Data provided Start Marker
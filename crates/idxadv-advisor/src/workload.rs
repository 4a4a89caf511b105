//! # Workload Ingestion
//!
//! A background reader enumerates numerically named workload files
//! (`1.sql`, `2.sql`, ..., one statement per file) and publishes each
//! statement onto a bounded channel. The channel is both the transfer queue
//! and the end-of-workload signal: when the reader finishes, the sending
//! side drops and the receiver drains to disconnection. The consumer awaits
//! each statement's completion before taking the next, so statements observe
//! program order.

use crate::error::AdvisorError;
use crate::session::AdvisorRegistry;
use crossbeam_channel::{bounded, Receiver};
use idxadv_core::engine::{Engine, EngineSession};
use std::path::PathBuf;
use std::thread;
use tracing::{error, info, warn};

/// Capacity of the statement queue between reader and driver.
pub const QUERY_QUEUE_CAPACITY: usize = 10_000;

/// Spawn the workload reader for a directory of `<n>.sql` files. Returns
/// the receiving end of the statement queue; the queue closes when every
/// file has been published.
pub fn spawn_workload_reader(dir: PathBuf) -> Receiver<String> {
    let (tx, rx) = bounded(QUERY_QUEUE_CAPACITY);
    thread::spawn(move || {
        let count = match std::fs::read_dir(&dir) {
            Ok(entries) => entries.count(),
            Err(err) => {
                error!(dir = %dir.display(), error = %err, "cannot read workload directory");
                return;
            }
        };
        info!(dir = %dir.display(), files = count, "reading workload");

        for i in 1..=count {
            let path = dir.join(format!("{i}.sql"));
            match std::fs::read_to_string(&path) {
                Ok(contents) => {
                    let statement = contents.trim().to_string();
                    if tx.send(statement).is_err() {
                        // Receiver is gone; stop reading.
                        return;
                    }
                }
                Err(err) => {
                    error!(file = %path.display(), error = %err, "cannot read workload file");
                }
            }
        }
    });
    rx
}

/// Drive a workload directory through an engine session, one statement at a
/// time in file order, awaiting each statement before taking the next. A
/// failed statement contributes no cost signals and is skipped. Queue
/// closure ends the workload and finalizes every bound advisor session.
///
/// The advisor session must be ready (session variable acknowledged via
/// `AdvisorRegistry::mark_ready`) before the workload starts; driving an
/// unready session is an error.
pub fn run_workload(
    engine: &Engine,
    session: &mut EngineSession,
    dir: PathBuf,
    registry: &AdvisorRegistry,
) -> Result<u64, AdvisorError> {
    let advisor = registry.get_or_register(&session.conn_id.to_string())?;
    if !advisor.lock().expect("session lock poisoned").is_ready() {
        return Err(AdvisorError::SessionVar(
            "advisor session is not ready; check that the session variable has been set".into(),
        ));
    }

    let rx = spawn_workload_reader(dir);
    let mut count = 0u64;
    for statement in rx {
        count += 1;
        info!(query = count, "evaluating statement");
        if let Err(err) = engine.execute(session, &statement) {
            warn!(query = count, error = %err, "statement failed, skipping");
        }
    }
    registry.finalize_all()?;
    Ok(count)
}

#[cfg(test)]
mod tests {
    use super::*;

    #[test]
    fn test_statements_arrive_in_file_order() {
        let dir = tempfile::tempdir().unwrap();
        std::fs::write(dir.path().join("1.sql"), "select 1\n").unwrap();
        std::fs::write(dir.path().join("2.sql"), "select 2  ").unwrap();
        std::fs::write(dir.path().join("3.sql"), "select 3").unwrap();

        let rx = spawn_workload_reader(dir.path().to_path_buf());
        let statements: Vec<String> = rx.iter().collect();
        assert_eq!(statements, vec!["select 1", "select 2", "select 3"]);
    }

    #[test]
    fn test_queue_closes_after_last_file() {
        let dir = tempfile::tempdir().unwrap();
        std::fs::write(dir.path().join("1.sql"), "select 1").unwrap();
        let rx = spawn_workload_reader(dir.path().to_path_buf());
        assert_eq!(rx.recv().unwrap(), "select 1");
        assert!(rx.recv().is_err());
    }

    #[test]
    fn test_missing_directory_closes_queue() {
        let rx = spawn_workload_reader(PathBuf::from("/nonexistent/workload"));
        assert!(rx.recv().is_err());
    }
}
Data provided End Marker
Looking at the data above, show all lines where the word "every" occurs.

**Exercise output**
/// the receiving end of the statement queue; the queue closes when every
/// closure ends the workload and finalizes every bound advisor session.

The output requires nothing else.